Embodiment 5: the indoor antifouling property evaluation of the value of weight coefficient and nonpolluting coating
Present embodiment earlier three month is tested its dynamic and static antifouling property go forward side by side line ordering by GB GB 5370-2007 and GB7789-2007 at the real extra large link plate of Xiamen sea area with three kinds of stained release type coating model Intersleek425, TSE3663 and DY-OH201, and concrete data see Table 1; Calculate the relative coefficient of real extra large link plate data and indoor diatom, ulva spores evaluation result respectively with the method for ASTM G169-01; For static antifouling property, the diatom evaluation result is 1 with real extra large correlation of data coefficient, and the ulva spores evaluation result is 1 with real extra large correlation of data coefficient, then gives weight coefficient X
d=0.5, X
u=0.5; For dynamic antifouling property, the diatom evaluation result is 1 with real extra large correlation of data coefficient, and the ulva spores evaluation result is 0.5 with real extra large correlation of data coefficient, then gives weight coefficient Y
d=0.67, Y
u=033; Carry out indoor antifouling property evaluation according to above weight coefficient, the result is as shown in table 1, and the static antifouling property of three kinds of FR anti-fouling materials by good to the difference order is: Intersleek425>DY-OH201>TSE3663; Dynamically antifouling property by good to the difference order is: Intersleek425>DY-OH201>TSE3663.
Table 1: the indoor antifouling property evaluation of three kinds of FR anti-fouling materials
Embodiment 6: the reliability demonstration of indoor evaluation method
Present embodiment earlier carries out indoor antifouling property evaluation with five kinds of stained release type coating model Intersleek970, Intersleek425, Hempasil X3, TSE3663 and DY-OH201 by method and the embodiment 5 determined weight coefficients of embodiment 1 to embodiment 4, concrete data see Table 2, simultaneously by GB GB 5370-2007 and GB7789-2007 at real its dynamic and static antifouling property of extra large link plate biannual test of Xiamen sea area line ordering of going forward side by side, concrete data see Table 2.

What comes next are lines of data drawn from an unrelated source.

//! Configuration types and defaults for the glyph worker

use serde::{Deserialize, Serialize};

/// Tunables shared by the loader, search index, and request controller
#[derive(Debug, Clone, Serialize, Deserialize)]
pub struct WorkerConfig {
    /// Base URL the versioned dataset files are served from. Default: "/data"
    pub dataset_base_url: String,
    /// Hard cap on the number of search results per query. Default: 1000
    pub max_results: usize,
    /// Queries are truncated to this many graphemes before matching. Default: 128
    pub max_query_len: usize,
    /// Capacity of the LRU query-result cache. Default: 64
    pub cache_capacity: usize,
}

impl Default for WorkerConfig {
    fn default() -> Self {
        Self {
            dataset_base_url: "/data".to_string(),
            max_results: 1000,
            max_query_len: 128,
            cache_capacity: 64,
        }
    }
}

impl WorkerConfig {
    /// Config pointed at a non-default dataset location
    pub fn with_base_url(base_url: impl Into<String>) -> Self {
        Self {
            dataset_base_url: base_url.into(),
            ..Self::default()
        }
    }

    /// Fetch target for a dataset version, e.g. "/data/16.0.json"
    pub fn dataset_url(&self, version: &str) -> String {
        format!("{}/{}.json", self.dataset_base_url.trim_end_matches('/'), version)
    }
}
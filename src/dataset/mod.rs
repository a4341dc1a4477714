pub mod encoding;
pub mod loader;
pub mod record;
pub mod schema;
pub mod slug;
pub mod store;

pub use encoding::*;
pub use loader::*;
pub use record::*;
pub use schema::*;
pub use slug::*;
pub use store::*;
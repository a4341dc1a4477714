//! Scalar-value checks and fixed-width hex encodings
//!
//! Detail panels render UTF-32/16/8 unit lists for every glyph. All three are
//! derived from `decimals` at load time and never persisted back to disk.

/// Largest Unicode scalar value
pub const MAX_CODEPOINT: u32 = 0x10FFFF;

/// True when `cp` falls in the UTF-16 surrogate range
pub fn is_surrogate(cp: u32) -> bool {
    (0xD800..=0xDFFF).contains(&cp)
}

/// True when `cp` is a valid Unicode scalar value
pub fn is_scalar_value(cp: u32) -> bool {
    cp <= MAX_CODEPOINT && !is_surrogate(cp)
}

/// One 8-digit uppercase hex unit per codepoint
pub fn utf32_unit(cp: u32) -> String {
    format!("{:08X}", cp)
}

/// 4-digit uppercase hex units, one per UTF-16 code unit; astral codepoints
/// yield a surrogate pair
pub fn utf16_units(cp: u32) -> Vec<String> {
    let mut buf = [0u16; 2];
    match char::from_u32(cp) {
        Some(ch) => ch
            .encode_utf16(&mut buf)
            .iter()
            .map(|unit| format!("{:04X}", unit))
            .collect(),
        None => Vec::new(),
    }
}

/// 2-digit uppercase hex units, one per UTF-8 byte
pub fn utf8_units(cp: u32) -> Vec<String> {
    let mut buf = [0u8; 4];
    match char::from_u32(cp) {
        Some(ch) => ch
            .encode_utf8(&mut buf)
            .as_bytes()
            .iter()
            .map(|byte| format!("{:02X}", byte))
            .collect(),
        None => Vec::new(),
    }
}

Table 2: the indoor and real extra large link plate antifouling property of five kinds of FR anti-fouling materials is estimated
Indoor antifouling evaluation result is compared as can be known with real extra large link plate data, and indoor antifouling evaluation result is consistent with the order of the antifouling evaluation result of real extra large link plate.Therefore, this indoor antifouling property evaluation method has higher reliability, can carry out the antifouling property evaluation of FR nonpolluting coating under indoor environment.
Claims (2)
1. the indoor evaluation method of a stained release type nonpolluting coating antifouling property is characterized in that comprising that static state adheres to experiment, calculates and the dynamic antifouling property of evaluation and three processing steps of definite weighted value:
1. static state is adhered to experiment: carry out static state at the indoor ulva spores suspending liquid that stained release type nonpolluting coating to be evaluated is put into the diatom suspending liquid of ARTIFICIAL CULTURE and ARTIFICIAL CULTURE respectively and adhere to experiment, in 1~24 hour, count by optical microscope, adhere to static antifouling property that quantity the characterizes nonpolluting coating line ordering of going forward side by side with the static state of stained marine growth, it is few more that the static state of its stained marine growth is adhered to quantity, and the static antifouling property of nonpolluting coating is good more; With the ordinal number Ad of diatom evaluation and the ordinal number A of ulva spores evaluation
uMultiply by weight coefficient X respectively
d, X
u
2. calculate and the dynamic antifouling property of evaluation: after static state is adhered to experiment, the antifouling model that will be attached with diatom or ulva spores respectively is fixed on rotation flushing device or the water channel flushing device, washing away 3min~5min with the water velocity of 1m/s~7m/s counts by optical microscope afterwards, and with wash away before the quantity of adhering to of stained marine growth compare, calculate the removal efficiency of diatom and the removal efficiency of ulva spores, the dynamic antifouling property that characterizes nonpolluting coating with the removal efficiency of the stained marine growth line ordering of going forward side by side, the removal efficiency of its stained marine growth is big more, and the dynamic antifouling property of nonpolluting coating is good more; The ordinal number T that diatom is estimated
dOr the ordinal number T of ulva spores evaluation
uMultiply by weight coefficient Y respectively
d, Y
u
3. determine weighted value: the indoor evaluation result with diatom, sea lettuce compares with real extra large link plate data respectively, calculates relative coefficient respectively with the method for ASTM G169-01; Be tending towards the big more principle of 1 weight coefficient more by relative coefficient, determine 1., the 2. weight coefficient X described in the step
d, X
u, Y
d, Y
uValue, its X
d, X
u, Y
d, Y
uSpan be 0~1, and X
d+ X
u=1, Y
d+ Y
u=1; Calculate A=X
d* A
d+ X
u* A
u, estimate the static antifouling property of nonpolluting coating then according to the size of A value; Calculate ordinal number T=Y
d* T
d+ Y
u* T
u, estimate the dynamic antifouling property of nonpolluting coating then according to the size of ordinal number T value.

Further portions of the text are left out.